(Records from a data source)
····················

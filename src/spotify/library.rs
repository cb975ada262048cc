use reqwest::Client;

use crate::{
    Res,
    management::Session,
    spotify::{Endpoints, get_json},
    types::{Album, Paging, Playlist, SavedAlbum, Source, Track, TrackItem},
};

/// Page size of every collection request.
pub const PAGE_LIMIT: u32 = 50;

/// Reads a user's tracks, playlists and albums from the Web API.
#[derive(Debug, Clone)]
pub struct LibraryFetcher {
    client: Client,
    endpoints: Endpoints,
}

impl LibraryFetcher {
    pub fn new(client: Client, endpoints: Endpoints) -> Self {
        LibraryFetcher { client, endpoints }
    }

    pub fn client(&self) -> &Client {
        &self.client
    }

    pub fn endpoints(&self) -> &Endpoints {
        &self.endpoints
    }

    /// Retrieves the full track list of `source`.
    pub async fn load_source(&self, session: &Session, source: &Source) -> Res<Vec<Track>> {
        match source {
            Source::Liked => self.saved_tracks(session).await,
            Source::Playlist(id) => self.playlist_tracks(session, id).await,
            Source::Album(id) => self.album_tracks(session, id).await,
        }
    }

    /// Every saved ("liked") track, following `next` until exhausted.
    pub async fn saved_tracks(&self, session: &Session) -> Res<Vec<Track>> {
        let url = format!(
            "{uri}?limit={limit}",
            uri = self.endpoints.api("/me/tracks"),
            limit = PAGE_LIMIT
        );
        let items = self
            .collect_pages(session, url, "Failed to fetch liked songs")
            .await?;

        Ok(items.into_iter().filter_map(|item| item.track).collect())
    }

    /// Every track of a playlist.
    ///
    /// Removed entries come back with a `null` track and local files without
    /// an id; both are dropped.
    pub async fn playlist_tracks(&self, session: &Session, playlist_id: &str) -> Res<Vec<Track>> {
        let url = format!(
            "{uri}?limit={limit}",
            uri = self
                .endpoints
                .api(&format!("/playlists/{id}/tracks", id = playlist_id)),
            limit = PAGE_LIMIT
        );
        let items = self
            .collect_pages(session, url, "Failed to fetch playlist tracks")
            .await?;

        Ok(items
            .into_iter()
            .filter_map(|item| item.track)
            .filter(|track| track.track_id().is_some())
            .collect())
    }

    /// Tracks of an album. Only the first page is read, so albums with
    /// more than 50 tracks are cut off.
    pub async fn album_tracks(&self, session: &Session, album_id: &str) -> Res<Vec<Track>> {
        let url = format!(
            "{uri}?limit={limit}",
            uri = self
                .endpoints
                .api(&format!("/albums/{id}/tracks", id = album_id)),
            limit = PAGE_LIMIT
        );
        let page: Paging<Track> = get_json(
            &self.client,
            &url,
            session.bearer()?,
            "Failed to fetch album tracks",
        )
        .await?;

        Ok(page.items)
    }

    /// First page of the user's playlists.
    pub async fn playlists(&self, session: &Session) -> Res<Vec<Playlist>> {
        let url = format!(
            "{uri}?limit={limit}",
            uri = self.endpoints.api("/me/playlists"),
            limit = PAGE_LIMIT
        );
        let page: Paging<Playlist> = get_json(
            &self.client,
            &url,
            session.bearer()?,
            "Failed to fetch playlists",
        )
        .await?;

        Ok(page.items)
    }

    /// First page of the user's saved albums.
    pub async fn albums(&self, session: &Session) -> Res<Vec<Album>> {
        let url = format!(
            "{uri}?limit={limit}",
            uri = self.endpoints.api("/me/albums"),
            limit = PAGE_LIMIT
        );
        let page: Paging<SavedAlbum> = get_json(
            &self.client,
            &url,
            session.bearer()?,
            "Failed to fetch albums",
        )
        .await?;

        Ok(page.items.into_iter().map(|saved| saved.album).collect())
    }

    /// Walks a paginated collection one page at a time.
    async fn collect_pages(
        &self,
        session: &Session,
        first_page: String,
        context: &str,
    ) -> Res<Vec<TrackItem>> {
        let token = session.bearer()?;
        let mut items = Vec::new();
        let mut next = Some(first_page);

        while let Some(url) = next {
            let page: Paging<TrackItem> = get_json(&self.client, &url, token, context).await?;
            items.extend(page.items);
            next = page.next;
        }

        Ok(items)
    }
}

····················

◆ What to work on
Transcribe only, please, the lines from the first line of the records through the line with "Retrieves the full". Both of those lines are included.

◆ Output of the task
filename src/spotify/library.rs
repository cb975ada262048cc
use reqwest::Client;

use crate::{
    Res,
    management::Session,
    spotify::{Endpoints, get_json},
    types::{Album, Paging, Playlist, SavedAlbum, Source, Track, TrackItem},
};

/// Page size of every collection request.
pub const PAGE_LIMIT: u32 = 50;

/// Reads a user's tracks, playlists and albums from the Web API.
#[derive(Debug, Clone)]
pub struct LibraryFetcher {
    client: Client,
    endpoints: Endpoints,
}

impl LibraryFetcher {
    pub fn new(client: Client, endpoints: Endpoints) -> Self {
        LibraryFetcher { client, endpoints }
    }

    pub fn client(&self) -> &Client {
        &self.client
    }

    pub fn endpoints(&self) -> &Endpoints {
        &self.endpoints
    }

    /// Retrieves the full track list of `source`.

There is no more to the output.